■ RAW DATA ■
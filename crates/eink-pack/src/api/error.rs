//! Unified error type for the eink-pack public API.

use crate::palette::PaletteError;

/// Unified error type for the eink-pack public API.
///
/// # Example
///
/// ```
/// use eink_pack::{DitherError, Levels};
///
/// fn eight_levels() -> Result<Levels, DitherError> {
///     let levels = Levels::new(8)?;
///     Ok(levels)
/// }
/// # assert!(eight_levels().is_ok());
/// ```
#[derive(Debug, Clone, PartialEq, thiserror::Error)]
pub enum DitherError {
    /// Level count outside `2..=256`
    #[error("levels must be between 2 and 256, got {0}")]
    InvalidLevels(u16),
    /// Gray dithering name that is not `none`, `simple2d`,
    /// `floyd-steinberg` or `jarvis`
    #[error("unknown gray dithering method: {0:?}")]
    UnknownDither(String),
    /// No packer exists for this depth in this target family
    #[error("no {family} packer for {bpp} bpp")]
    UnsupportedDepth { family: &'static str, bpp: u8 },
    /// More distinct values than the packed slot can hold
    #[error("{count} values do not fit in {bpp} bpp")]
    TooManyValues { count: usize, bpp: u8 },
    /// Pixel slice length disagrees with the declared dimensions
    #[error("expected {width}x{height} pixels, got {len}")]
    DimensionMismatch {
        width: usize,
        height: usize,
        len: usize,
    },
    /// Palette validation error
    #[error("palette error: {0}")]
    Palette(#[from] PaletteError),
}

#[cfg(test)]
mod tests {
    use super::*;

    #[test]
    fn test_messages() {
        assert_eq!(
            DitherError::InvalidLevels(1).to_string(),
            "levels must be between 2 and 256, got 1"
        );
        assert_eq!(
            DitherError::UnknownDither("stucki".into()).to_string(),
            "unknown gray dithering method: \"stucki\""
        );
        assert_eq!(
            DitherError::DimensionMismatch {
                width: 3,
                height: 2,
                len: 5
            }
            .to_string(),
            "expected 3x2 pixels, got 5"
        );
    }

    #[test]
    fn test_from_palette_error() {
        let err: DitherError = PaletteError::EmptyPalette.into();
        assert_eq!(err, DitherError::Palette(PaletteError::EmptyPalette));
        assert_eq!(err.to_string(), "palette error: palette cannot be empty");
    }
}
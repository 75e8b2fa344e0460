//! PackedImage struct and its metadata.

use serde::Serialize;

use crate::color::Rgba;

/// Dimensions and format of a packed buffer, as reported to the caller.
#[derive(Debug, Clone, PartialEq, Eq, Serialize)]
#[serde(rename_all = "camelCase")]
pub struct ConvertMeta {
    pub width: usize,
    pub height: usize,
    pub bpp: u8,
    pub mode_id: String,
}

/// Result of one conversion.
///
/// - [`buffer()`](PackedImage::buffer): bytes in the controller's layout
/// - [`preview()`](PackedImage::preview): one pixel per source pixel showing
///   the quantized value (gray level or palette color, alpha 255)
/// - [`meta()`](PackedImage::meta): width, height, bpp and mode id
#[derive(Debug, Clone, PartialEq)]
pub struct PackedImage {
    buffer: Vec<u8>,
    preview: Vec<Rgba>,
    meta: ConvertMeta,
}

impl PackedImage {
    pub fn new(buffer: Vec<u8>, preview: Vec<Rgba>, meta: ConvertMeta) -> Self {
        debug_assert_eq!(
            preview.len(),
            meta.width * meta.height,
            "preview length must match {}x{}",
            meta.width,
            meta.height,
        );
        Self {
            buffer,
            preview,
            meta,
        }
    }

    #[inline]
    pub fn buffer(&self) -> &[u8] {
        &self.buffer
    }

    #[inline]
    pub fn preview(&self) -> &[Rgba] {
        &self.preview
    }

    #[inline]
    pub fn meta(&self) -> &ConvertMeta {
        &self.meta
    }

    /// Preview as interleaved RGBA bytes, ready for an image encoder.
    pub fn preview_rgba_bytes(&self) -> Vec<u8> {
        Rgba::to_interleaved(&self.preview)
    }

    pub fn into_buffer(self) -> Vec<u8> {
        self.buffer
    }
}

■ PROBLEM DETAILS ■
Your answer should be the data above, retyped exactly.

■ ANSWER BOX ■
filename crates/eink-pack/src/api/error.rs
//! Unified error type for the eink-pack public API.

use crate::palette::PaletteError;

/// Unified error type for the eink-pack public API.
///
/// # Example
///
/// ```
/// use eink_pack::{DitherError, Levels};
///
/// fn eight_levels() -> Result<Levels, DitherError> {
///     let levels = Levels::new(8)?;
///     Ok(levels)
/// }
/// # assert!(eight_levels().is_ok());
/// ```
#[derive(Debug, Clone, PartialEq, thiserror::Error)]
pub enum DitherError {
    /// Level count outside `2..=256`
    #[error("levels must be between 2 and 256, got {0}")]
    InvalidLevels(u16),
    /// Gray dithering name that is not `none`, `simple2d`,
    /// `floyd-steinberg` or `jarvis`
    #[error("unknown gray dithering method: {0:?}")]
    UnknownDither(String),
    /// No packer exists for this depth in this target family
    #[error("no {family} packer for {bpp} bpp")]
    UnsupportedDepth { family: &'static str, bpp: u8 },
    /// More distinct values than the packed slot can hold
    #[error("{count} values do not fit in {bpp} bpp")]
    TooManyValues { count: usize, bpp: u8 },
    /// Pixel slice length disagrees with the declared dimensions
    #[error("expected {width}x{height} pixels, got {len}")]
    DimensionMismatch {
        width: usize,
        height: usize,
        len: usize,
    },
    /// Palette validation error
    #[error("palette error: {0}")]
    Palette(#[from] PaletteError),
}

#[cfg(test)]
mod tests {
    use super::*;

    #[test]
    fn test_messages() {
        assert_eq!(
            DitherError::InvalidLevels(1).to_string(),
            "levels must be between 2 and 256, got 1"
        );
        assert_eq!(
            DitherError::UnknownDither("stucki".into()).to_string(),
            "unknown gray dithering method: \"stucki\""
        );
        assert_eq!(
            DitherError::DimensionMismatch {
                width: 3,
                height: 2,
                len: 5
            }
            .to_string(),
            "expected 3x2 pixels, got 5"
        );
    }

    #[test]
    fn test_from_palette_error() {
        let err: DitherError = PaletteError::EmptyPalette.into();
        assert_eq!(err, DitherError::Palette(PaletteError::EmptyPalette));
        assert_eq!(err.to_string(), "palette error: palette cannot be empty");
    }
}
repository 75e8b2fa344e0460
//! PackedImage struct and its metadata.

use serde::Serialize;

use crate::color::Rgba;

/// Dimensions and format of a packed buffer, as reported to the caller.
#[derive(Debug, Clone, PartialEq, Eq, Serialize)]
#[serde(rename_all = "camelCase")]
pub struct ConvertMeta {
    pub width: usize,
    pub height: usize,
    pub bpp: u8,
    pub mode_id: String,
}

/// Result of one conversion.
///
/// - [`buffer()`](PackedImage::buffer): bytes in the controller's layout
/// - [`preview()`](PackedImage::preview): one pixel per source pixel showing
///   the quantized value (gray level or palette color, alpha 255)
/// - [`meta()`](PackedImage::meta): width, height, bpp and mode id
#[derive(Debug, Clone, PartialEq)]
pub struct PackedImage {
    buffer: Vec<u8>,
    preview: Vec<Rgba>,
    meta: ConvertMeta,
}

impl PackedImage {
    pub fn new(buffer: Vec<u8>, preview: Vec<Rgba>, meta: ConvertMeta) -> Self {
        debug_assert_eq!(
            preview.len(),
            meta.width * meta.height,
            "preview length must match {}x{}",
            meta.width,
            meta.height,
        );
        Self {
            buffer,
            preview,
            meta,
        }
    }

    #[inline]
    pub fn buffer(&self) -> &[u8] {
        &self.buffer
    }

    #[inline]
    pub fn preview(&self) -> &[Rgba] {
        &self.preview
    }

    #[inline]
    pub fn meta(&self) -> &ConvertMeta {
        &self.meta
    }

    /// Preview as interleaved RGBA bytes, ready for an image encoder.
    pub fn preview_rgba_bytes(&self) -> Vec<u8> {
        Rgba::to_interleaved(&self.preview)
    }

    pub fn into_buffer(self) -> Vec<u8> {
        self.buffer
    }
}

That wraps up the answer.